Collected data:
◆ ◆ ◆ ◆ ◆ ◆ ◆
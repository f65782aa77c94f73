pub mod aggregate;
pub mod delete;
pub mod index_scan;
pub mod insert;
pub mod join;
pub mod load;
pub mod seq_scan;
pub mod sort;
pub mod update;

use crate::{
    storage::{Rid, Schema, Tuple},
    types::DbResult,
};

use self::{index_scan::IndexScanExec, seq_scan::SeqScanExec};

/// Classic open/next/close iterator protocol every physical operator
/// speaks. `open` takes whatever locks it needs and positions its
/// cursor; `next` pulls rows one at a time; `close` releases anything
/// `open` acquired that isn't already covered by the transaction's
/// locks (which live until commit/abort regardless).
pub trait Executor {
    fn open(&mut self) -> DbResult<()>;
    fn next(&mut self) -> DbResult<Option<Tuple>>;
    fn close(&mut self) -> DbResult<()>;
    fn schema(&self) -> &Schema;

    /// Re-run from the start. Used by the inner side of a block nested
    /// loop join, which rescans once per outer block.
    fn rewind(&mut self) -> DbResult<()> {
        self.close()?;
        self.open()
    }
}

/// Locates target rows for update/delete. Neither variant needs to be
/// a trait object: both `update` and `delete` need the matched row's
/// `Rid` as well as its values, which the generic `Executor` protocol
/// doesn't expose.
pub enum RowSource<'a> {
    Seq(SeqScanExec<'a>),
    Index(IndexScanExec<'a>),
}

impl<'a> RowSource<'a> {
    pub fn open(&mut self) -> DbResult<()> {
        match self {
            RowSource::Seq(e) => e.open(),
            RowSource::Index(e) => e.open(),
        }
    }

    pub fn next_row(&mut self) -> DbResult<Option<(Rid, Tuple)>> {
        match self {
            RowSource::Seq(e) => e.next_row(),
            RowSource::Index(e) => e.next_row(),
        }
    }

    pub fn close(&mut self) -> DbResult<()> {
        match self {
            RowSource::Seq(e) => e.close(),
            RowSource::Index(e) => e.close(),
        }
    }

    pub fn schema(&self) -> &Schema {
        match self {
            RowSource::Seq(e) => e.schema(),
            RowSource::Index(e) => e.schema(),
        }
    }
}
◆ ◆ ◆ ◆ ◆ ◆ ◆
### WORK TASK
Each record above needs to be reproduced exactly as written.

### RESPONSE TO THIS EXERCISE
repository f65782aa77c94f73
pub mod aggregate;
pub mod delete;
pub mod index_scan;
pub mod insert;
pub mod join;
pub mod load;
pub mod seq_scan;
pub mod sort;
pub mod update;

use crate::{
    storage::{Rid, Schema, Tuple},
    types::DbResult,
};

use self::{index_scan::IndexScanExec, seq_scan::SeqScanExec};

/// Classic open/next/close iterator protocol every physical operator
/// speaks. `open` takes whatever locks it needs and positions its
/// cursor; `next` pulls rows one at a time; `close` releases anything
/// `open` acquired that isn't already covered by the transaction's
/// locks (which live until commit/abort regardless).
pub trait Executor {
    fn open(&mut self) -> DbResult<()>;
    fn next(&mut self) -> DbResult<Option<Tuple>>;
    fn close(&mut self) -> DbResult<()>;
    fn schema(&self) -> &Schema;

    /// Re-run from the start. Used by the inner side of a block nested
    /// loop join, which rescans once per outer block.
    fn rewind(&mut self) -> DbResult<()> {
        self.close()?;
        self.open()
    }
}

/// Locates target rows for update/delete. Neither variant needs to be
/// a trait object: both `update` and `delete` need the matched row's
/// `Rid` as well as its values, which the generic `Executor` protocol
/// doesn't expose.
pub enum RowSource<'a> {
    Seq(SeqScanExec<'a>),
    Index(IndexScanExec<'a>),
}

impl<'a> RowSource<'a> {
    pub fn open(&mut self) -> DbResult<()> {
        match self {
            RowSource::Seq(e) => e.open(),
            RowSource::Index(e) => e.open(),
        }
    }

    pub fn next_row(&mut self) -> DbResult<Option<(Rid, Tuple)>> {
        match self {
            RowSource::Seq(e) => e.next_row(),
            RowSource::Index(e) => e.next_row(),
        }
    }

    pub fn close(&mut self) -> DbResult<()> {
        match self {
            RowSource::Seq(e) => e.close(),
            RowSource::Index(e) => e.close(),
        }
    }

    pub fn schema(&self) -> &Schema {
        match self {
            RowSource::Seq(e) => e.schema(),
            RowSource::Index(e) => e.schema(),
        }
    }
}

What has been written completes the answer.